Non-citizenship: 2016–17 Andrew W. Mellon Foundation John E. Sawyer Seminar

Setting up inside a newly constructed geodesic dome. Refugee Camp, Calais, France, September, 2015. Photo by Lewis Watts © Lewis Watts, 2015

The CLRC (now Huerta Center) was honored to be part of Non-citizenship, UC Santa Cruz's 2016-17 Andrew W. Mellon Foundation John E. Sawyer Seminar on the Comparative Study of Culture. Linking citizenship, migration, border, labor, and carceral studies, and juxtaposing spatial and social mobility and immobility, this year-long series of events explored what it means to be a citizen and non-citizen in a world made by migrants, refugees, guest workers, permanent residents, asylum seekers, slaves, prisoners, detainees, the stateless, and denizens (residents who do not hold the same rights as citizens). Our seminar shed light on the tiered membership—what we call the spectrum of belonging—structuring societies in various places and periods and sharpens our understanding of the ways in which the mobility and regulation of non-citizens affect and transform notions of participation, belonging, and the social contract.  

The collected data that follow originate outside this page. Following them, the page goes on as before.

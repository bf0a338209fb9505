//! Content store abstractions for wp-populate.
//!
//! Provides the `ContentStore` and `MediaSideloader` traits the seeder writes
//! through, the entity types they exchange, the media type allow-list used when
//! sideloading images, and `MemoryStore`, an in-process implementation used for
//! dry runs and tests.

mod error;
mod memory;
pub mod mime;
mod traits;
mod types;

pub use error::StoreError;
pub use memory::{
    MemoryStore, StoredAttachment, StoredComment, StoredPost, StoredTerm, StoredUser,
};
pub use traits::{ContentStore, MediaSideloader};
pub use types::{
    EntityId, NewComment, NewPost, NewUser, PostStatus, PostType, Role, Taxonomy, Term, User,
    DEFAULT_AUTHOR_ID,
};
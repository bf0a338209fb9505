//! Counters of what a seeding run created.

use std::time::Duration;

/// Metrics from a populate run.
#[derive(Debug, Clone, Default, PartialEq, Eq)]
pub struct PopulateMetrics {
    pub categories_created: u64,
    pub tags_created: u64,
    pub authors_created: u64,
    pub posts_created: u64,
    pub pages_created: u64,
    pub comments_created: u64,
    pub thumbnails_attached: u64,
    /// Sideloads that failed, leaving the post without a thumbnail.
    pub thumbnails_failed: u64,
    /// Terms or users the store refused as already existing.
    pub duplicates_skipped: u64,
    pub total_duration: Duration,
}

impl PopulateMetrics {
    /// Total number of entities written.
    pub fn entities_created(&self) -> u64 {
        self.categories_created
            + self.tags_created
            + self.authors_created
            + self.posts_created
            + self.pages_created
            + self.comments_created
            + self.thumbnails_attached
    }

    /// Human-readable list of non-zero counters, e.g. `5 posts, 12 comments`.
    pub fn summary(&self) -> String {
        let counters = [
            (self.posts_created, "post", "posts"),
            (self.pages_created, "page", "pages"),
            (self.comments_created, "comment", "comments"),
            (self.categories_created, "category", "categories"),
            (self.tags_created, "tag", "tags"),
            (self.authors_created, "author", "authors"),
            (self.thumbnails_attached, "thumbnail", "thumbnails"),
        ];

        let mut parts: Vec<String> = counters
            .iter()
            .filter(|(n, _, _)| *n > 0)
            .map(|(n, one, many)| format!("{n} {}", if *n == 1 { one } else { many }))
            .collect();

        if parts.is_empty() {
            parts.push("nothing".to_string());
        }
        if self.thumbnails_failed > 0 {
            parts.push(format!("{} thumbnail(s) failed", self.thumbnails_failed));
        }
        if self.duplicates_skipped > 0 {
            parts.push(format!("{} duplicate(s) skipped", self.duplicates_skipped));
        }

        parts.join(", ")
    }
}

#[cfg(test)]
mod tests {
    use super::*;

    #[test]
    fn test_summary() {
        let metrics = PopulateMetrics {
            posts_created: 5,
            comments_created: 1,
            tags_created: 5,
            ..Default::default()
        };

        assert_eq!(metrics.summary(), "5 posts, 1 comment, 5 tags");
        assert_eq!(metrics.entities_created(), 11);
    }

    #[test]
    fn test_summary_empty_and_failures() {
        assert_eq!(PopulateMetrics::default().summary(), "nothing");

        let metrics = PopulateMetrics {
            posts_created: 1,
            thumbnails_failed: 1,
            duplicates_skipped: 2,
            ..Default::default()
        };
        assert_eq!(
            metrics.summary(),
            "1 post, 1 thumbnail(s) failed, 2 duplicate(s) skipped"
        );
    }
}
//! TOML connection profiles.
//!
//! ```toml
//! endpoint = "https://blog.example.test"
//! username = "editor"
//! application_password = "abcd efgh ijkl mnop"
//! timeout = "1m"
//! image_url = "https://images.example.test/{id}.png"
//! ```

use anyhow::Context;
use serde::Deserialize;
use std::fs;
use std::path::Path;

/// Connection values read from a profile file. Every key is optional.
#[derive(Debug, Clone, Default, PartialEq, Eq, Deserialize)]
#[serde(deny_unknown_fields)]
pub struct ConnectionProfile {
    pub endpoint: Option<String>,
    pub username: Option<String>,
    pub application_password: Option<String>,
    pub timeout: Option<String>,
    pub image_url: Option<String>,
}

impl ConnectionProfile {
    /// Load a profile from a TOML file.
    pub fn from_file<P: AsRef<Path>>(path: P) -> anyhow::Result<Self> {
        let path = path.as_ref();
        let content = fs::read_to_string(path)
            .with_context(|| format!("Failed to read config file {}", path.display()))?;
        Self::from_toml(&content)
            .with_context(|| format!("Failed to parse config file {}", path.display()))
    }

    pub fn from_toml(content: &str) -> anyhow::Result<Self> {
        Ok(toml::from_str(content)?)
    }
}

#[cfg(test)]
mod tests {
    use super::*;
    use std::io::Write;
    use tempfile::NamedTempFile;

    #[test]
    fn test_profile_from_file() {
        let mut file = NamedTempFile::new().unwrap();
        writeln!(
            file,
            r#"
endpoint = "https://blog.test"
username = "editor"
timeout = "1m"
"#
        )
        .unwrap();

        let profile = ConnectionProfile::from_file(file.path()).unwrap();
        assert_eq!(profile.endpoint.as_deref(), Some("https://blog.test"));
        assert_eq!(profile.username.as_deref(), Some("editor"));
        assert_eq!(profile.timeout.as_deref(), Some("1m"));
        assert!(profile.application_password.is_none());
        assert!(profile.image_url.is_none());
    }

    #[test]
    fn test_empty_profile() {
        assert_eq!(
            ConnectionProfile::from_toml("").unwrap(),
            ConnectionProfile::default()
        );
    }

    #[test]
    fn test_unknown_key_rejected() {
        let err = ConnectionProfile::from_toml("endpont = \"https://blog.test\"").unwrap_err();
        assert!(format!("{err:#}").contains("endpont"));
    }

    #[test]
    fn test_missing_file() {
        let dir = tempfile::tempdir().unwrap();
        let err = ConnectionProfile::from_file(dir.path().join("missing.toml")).unwrap_err();
        assert!(format!("{err:#}").contains("Failed to read config file"));
    }
}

Non-citizenship was organized around three themes: "Forced Migration" (fall 2016), "Labor Mobility and Precarity" (winter 2017), and "Fluidity of Status:  Migrants, Citizens, Denizens" (spring 2017). It was preceded by Borders and Belonging:  A Series of Events on Human Migration in the spring of 2016.  To learn more about events related to our Sawyer Seminar, please visit our Events page. 

Our Sawyer Seminar brought together an eclectic community of scholars working on and in various regions of the world and supports the work of Dr. Emily Mitchell-Eaton, our Postdoctoral Scholar, and Claudia Lopez and Tsering Wangmo, PhD candidates in Sociology and Literature respectively at UC Santa Cruz.  To learn more about the superb scholars associated with Non-citizenship, please visit our Participants page.   

Non-citizenship was a collaborative effort of the CLRC, Institute for Humanities Research, Division of Social Sciences, Division of Graduate Studies, Office of Research, and Latin American and Latino Studies Department


Click here to read our project summary and rationale for Non-citizenship.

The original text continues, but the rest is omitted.